++++ Dataset records

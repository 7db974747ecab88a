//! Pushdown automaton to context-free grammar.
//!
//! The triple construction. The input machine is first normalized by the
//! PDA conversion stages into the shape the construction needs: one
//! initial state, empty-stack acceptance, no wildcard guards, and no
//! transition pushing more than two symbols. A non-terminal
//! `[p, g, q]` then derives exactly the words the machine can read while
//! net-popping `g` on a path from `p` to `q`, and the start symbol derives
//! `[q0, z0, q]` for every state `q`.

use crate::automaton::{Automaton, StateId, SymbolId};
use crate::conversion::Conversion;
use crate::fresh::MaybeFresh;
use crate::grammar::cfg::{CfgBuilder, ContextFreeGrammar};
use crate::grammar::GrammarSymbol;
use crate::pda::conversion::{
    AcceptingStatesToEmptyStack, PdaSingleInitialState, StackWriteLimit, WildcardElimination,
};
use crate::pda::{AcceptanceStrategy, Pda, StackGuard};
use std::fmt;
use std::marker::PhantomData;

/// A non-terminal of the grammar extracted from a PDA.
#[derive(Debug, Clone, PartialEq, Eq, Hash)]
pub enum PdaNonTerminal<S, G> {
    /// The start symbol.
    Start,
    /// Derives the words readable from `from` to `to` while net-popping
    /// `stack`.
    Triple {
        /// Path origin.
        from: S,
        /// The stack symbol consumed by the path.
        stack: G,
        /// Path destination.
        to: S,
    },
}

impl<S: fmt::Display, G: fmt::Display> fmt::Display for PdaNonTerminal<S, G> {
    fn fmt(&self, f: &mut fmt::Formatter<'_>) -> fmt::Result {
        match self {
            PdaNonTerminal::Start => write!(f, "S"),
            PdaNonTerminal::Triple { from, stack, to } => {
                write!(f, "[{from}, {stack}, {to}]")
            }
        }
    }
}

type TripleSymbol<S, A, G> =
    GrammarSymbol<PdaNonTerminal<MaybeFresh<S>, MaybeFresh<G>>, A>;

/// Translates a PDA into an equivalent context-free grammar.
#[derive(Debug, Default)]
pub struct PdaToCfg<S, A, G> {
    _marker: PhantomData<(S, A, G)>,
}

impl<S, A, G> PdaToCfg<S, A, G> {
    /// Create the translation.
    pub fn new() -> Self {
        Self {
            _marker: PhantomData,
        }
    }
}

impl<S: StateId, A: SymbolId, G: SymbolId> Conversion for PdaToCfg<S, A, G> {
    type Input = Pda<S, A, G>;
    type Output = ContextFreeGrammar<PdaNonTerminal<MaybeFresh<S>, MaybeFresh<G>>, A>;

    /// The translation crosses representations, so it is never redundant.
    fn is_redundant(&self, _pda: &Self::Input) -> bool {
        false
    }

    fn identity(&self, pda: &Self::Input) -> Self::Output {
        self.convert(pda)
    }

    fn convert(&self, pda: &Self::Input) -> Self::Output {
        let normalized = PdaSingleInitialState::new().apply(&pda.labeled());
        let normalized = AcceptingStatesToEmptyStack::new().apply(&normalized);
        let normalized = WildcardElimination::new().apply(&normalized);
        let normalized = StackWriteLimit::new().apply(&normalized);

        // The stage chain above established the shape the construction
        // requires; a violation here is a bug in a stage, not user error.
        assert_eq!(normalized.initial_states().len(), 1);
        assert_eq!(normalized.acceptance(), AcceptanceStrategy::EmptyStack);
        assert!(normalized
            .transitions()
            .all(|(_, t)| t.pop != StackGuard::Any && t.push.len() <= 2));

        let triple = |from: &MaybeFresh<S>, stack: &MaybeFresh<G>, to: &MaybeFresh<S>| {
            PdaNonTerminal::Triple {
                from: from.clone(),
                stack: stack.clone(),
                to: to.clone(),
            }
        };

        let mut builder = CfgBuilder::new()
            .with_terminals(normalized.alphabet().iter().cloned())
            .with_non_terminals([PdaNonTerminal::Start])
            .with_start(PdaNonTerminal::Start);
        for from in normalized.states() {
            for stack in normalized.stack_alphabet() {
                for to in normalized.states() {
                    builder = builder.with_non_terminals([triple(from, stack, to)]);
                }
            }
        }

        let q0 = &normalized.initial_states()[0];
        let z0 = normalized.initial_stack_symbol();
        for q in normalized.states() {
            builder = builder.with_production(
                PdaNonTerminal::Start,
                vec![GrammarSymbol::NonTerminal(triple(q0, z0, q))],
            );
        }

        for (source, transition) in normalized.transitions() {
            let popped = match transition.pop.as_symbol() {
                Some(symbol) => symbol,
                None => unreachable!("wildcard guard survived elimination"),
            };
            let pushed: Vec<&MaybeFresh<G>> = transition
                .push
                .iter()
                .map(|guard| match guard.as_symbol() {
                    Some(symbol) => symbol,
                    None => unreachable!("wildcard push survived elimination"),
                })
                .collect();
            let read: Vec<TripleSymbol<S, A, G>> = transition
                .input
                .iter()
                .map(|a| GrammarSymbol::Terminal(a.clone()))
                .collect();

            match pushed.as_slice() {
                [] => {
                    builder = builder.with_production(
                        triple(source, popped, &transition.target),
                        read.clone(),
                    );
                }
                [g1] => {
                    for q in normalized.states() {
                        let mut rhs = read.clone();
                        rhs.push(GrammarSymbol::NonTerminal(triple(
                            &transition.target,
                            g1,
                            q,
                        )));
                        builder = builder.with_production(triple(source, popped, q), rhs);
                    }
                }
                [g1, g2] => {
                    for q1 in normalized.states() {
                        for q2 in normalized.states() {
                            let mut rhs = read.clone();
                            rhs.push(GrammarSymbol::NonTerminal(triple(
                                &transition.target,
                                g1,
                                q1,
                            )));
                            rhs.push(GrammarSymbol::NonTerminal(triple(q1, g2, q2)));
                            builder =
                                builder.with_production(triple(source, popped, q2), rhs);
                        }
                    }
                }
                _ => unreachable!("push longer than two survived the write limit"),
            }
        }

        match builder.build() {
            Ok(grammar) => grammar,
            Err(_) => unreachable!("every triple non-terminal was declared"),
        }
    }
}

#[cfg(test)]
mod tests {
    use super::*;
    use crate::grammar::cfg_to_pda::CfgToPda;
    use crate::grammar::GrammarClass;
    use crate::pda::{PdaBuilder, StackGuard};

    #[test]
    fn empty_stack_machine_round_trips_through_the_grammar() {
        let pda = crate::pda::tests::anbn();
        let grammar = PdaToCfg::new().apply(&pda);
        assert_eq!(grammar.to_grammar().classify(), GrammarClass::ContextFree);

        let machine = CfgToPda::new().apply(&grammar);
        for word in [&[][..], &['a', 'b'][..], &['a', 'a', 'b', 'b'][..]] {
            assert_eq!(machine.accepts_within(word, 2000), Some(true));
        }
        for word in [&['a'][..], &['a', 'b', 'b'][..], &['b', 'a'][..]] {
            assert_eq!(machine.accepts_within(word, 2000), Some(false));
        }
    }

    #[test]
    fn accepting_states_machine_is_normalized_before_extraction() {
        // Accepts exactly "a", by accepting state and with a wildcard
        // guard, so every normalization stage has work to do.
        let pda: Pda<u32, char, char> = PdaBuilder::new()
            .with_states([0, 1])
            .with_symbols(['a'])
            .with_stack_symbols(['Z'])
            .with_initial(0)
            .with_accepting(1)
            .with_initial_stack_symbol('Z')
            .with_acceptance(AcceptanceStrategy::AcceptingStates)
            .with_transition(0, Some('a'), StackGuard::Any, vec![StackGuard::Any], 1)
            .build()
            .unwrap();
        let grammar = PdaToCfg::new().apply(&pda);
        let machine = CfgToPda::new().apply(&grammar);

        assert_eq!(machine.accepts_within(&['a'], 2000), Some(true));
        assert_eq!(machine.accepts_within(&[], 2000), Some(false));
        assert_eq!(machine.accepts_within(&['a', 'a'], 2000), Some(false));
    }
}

++++++++

Give the number of lines above containing the word "match", with no other text.

5